▶ _Source records_
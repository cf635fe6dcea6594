//! Repository interfaces
//!
//! Implementations live in `micasa-store`. Every operation takes a
//! `CancellationToken`; a fired token makes the call return
//! `ExErrorKind::Cancelled`.

use micasa_core_types::CancellationToken;

use crate::errors::Result;
use crate::model::{User, UserId};

/// Stores, queries for and authenticates users
pub trait UserRepository {
    /// Create a new user
    ///
    /// Assigns a fresh id (any id already on `user` is ignored) and lowercases
    /// the name. On success `user` reflects the stored row.
    ///
    /// # Errors
    ///
    /// `Duplicate` if the name is taken, `Persistence` for other store failures.
    fn create(&self, user: &mut User, cancel: &CancellationToken) -> Result<()>;

    /// Overwrite name, full name and password hash of an existing user
    ///
    /// # Errors
    ///
    /// `NotFound` if `user.id` does not exist, `Duplicate` on a name collision.
    fn update(&self, user: &mut User, cancel: &CancellationToken) -> Result<()>;

    /// Remove a user; removing an unknown id is a no-op
    ///
    /// # Errors
    ///
    /// `Persistence` on store failure.
    fn delete(&self, id: &UserId, cancel: &CancellationToken) -> Result<()>;

    /// Check whether a user with this id exists
    ///
    /// # Errors
    ///
    /// `Persistence` on store failure; absence is `Ok(false)`.
    fn exists(&self, id: &UserId, cancel: &CancellationToken) -> Result<bool>;

    /// Load a user by id
    ///
    /// # Errors
    ///
    /// `NotFound` if no such user exists.
    fn get_by_id(&self, id: &UserId, cancel: &CancellationToken) -> Result<User>;

    /// Load the user with this login name and password (login)
    ///
    /// # Errors
    ///
    /// `AuthenticationFailed` for an unknown name and for a wrong password
    /// alike.
    fn get_by_credentials(
        &self,
        name: &str,
        password: &str,
        cancel: &CancellationToken,
    ) -> Result<User>;

    /// Case-insensitive substring search over name and full name, ordered by
    /// name, paginated by `offset`/`limit`
    ///
    /// # Errors
    ///
    /// `Persistence` on store failure; no match is an empty vec.
    fn find(
        &self,
        search: &str,
        offset: u32,
        limit: u32,
        cancel: &CancellationToken,
    ) -> Result<Vec<User>>;

    /// Total number of users
    ///
    /// # Errors
    ///
    /// `Persistence` on store failure.
    fn count(&self, cancel: &CancellationToken) -> Result<u64>;
}
//! Logging initialization module

use std::str::FromStr;
use std::sync::Once;
use tracing_subscriber::{util::SubscriberInitExt, EnvFilter};

/// Logging profile configuration
#[derive(Debug, Clone, Copy, PartialEq, Eq)]
pub enum Profile {
    /// Human-readable output for development
    Development,
    /// JSON structured output for production
    Production,
    /// Test capture mode for deterministic testing
    Test,
}

impl Profile {
    fn default_filter(&self) -> &'static str {
        match self {
            Profile::Development => "micasa=debug",
            Profile::Production => "micasa=info",
            Profile::Test => "off",
        }
    }
}

impl FromStr for Profile {
    type Err = String;

    fn from_str(s: &str) -> Result<Self, Self::Err> {
        match s.to_ascii_lowercase().as_str() {
            "dev" | "development" => Ok(Profile::Development),
            "prod" | "production" => Ok(Profile::Production),
            "test" => Ok(Profile::Test),
            other => Err(format!("unknown log profile '{}'", other)),
        }
    }
}

static INIT_ONCE: Once = Once::new();

/// Initialize the logging facility
///
/// Call once at startup; later calls are ignored. `RUST_LOG` overrides the
/// profile's default filter. Output goes to stderr so stdout stays free for
/// command output.
///
/// - **Development**: human-readable, `micasa=debug`
/// - **Production**: JSON, `micasa=info`
/// - **Test**: bare registry; use `init_test_capture()` to record events
pub fn init(profile: Profile) {
    INIT_ONCE.call_once(|| {
        let filter = EnvFilter::try_from_default_env()
            .unwrap_or_else(|_| EnvFilter::new(profile.default_filter()));
        match profile {
            Profile::Development => {
                tracing_subscriber::fmt()
                    .with_writer(std::io::stderr)
                    .with_env_filter(filter)
                    .init();
            }
            Profile::Production => {
                tracing_subscriber::fmt()
                    .json()
                    .with_writer(std::io::stderr)
                    .with_env_filter(filter)
                    .init();
            }
            Profile::Test => {
                // A capture layer may already own the global default
                let _ = tracing_subscriber::registry().try_init();
            }
        }
    });
}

▶ _Problem_
The response must consist of the lines above, from the first one through the line containing "use micasa_core_types::CancellationToken;", reproduced exactly.

▶ _Exercise output_
repository cf635fe6dcea6594
//! Repository interfaces
//!
//! Implementations live in `micasa-store`. Every operation takes a
//! `CancellationToken`; a fired token makes the call return
//! `ExErrorKind::Cancelled`.

use micasa_core_types::CancellationToken;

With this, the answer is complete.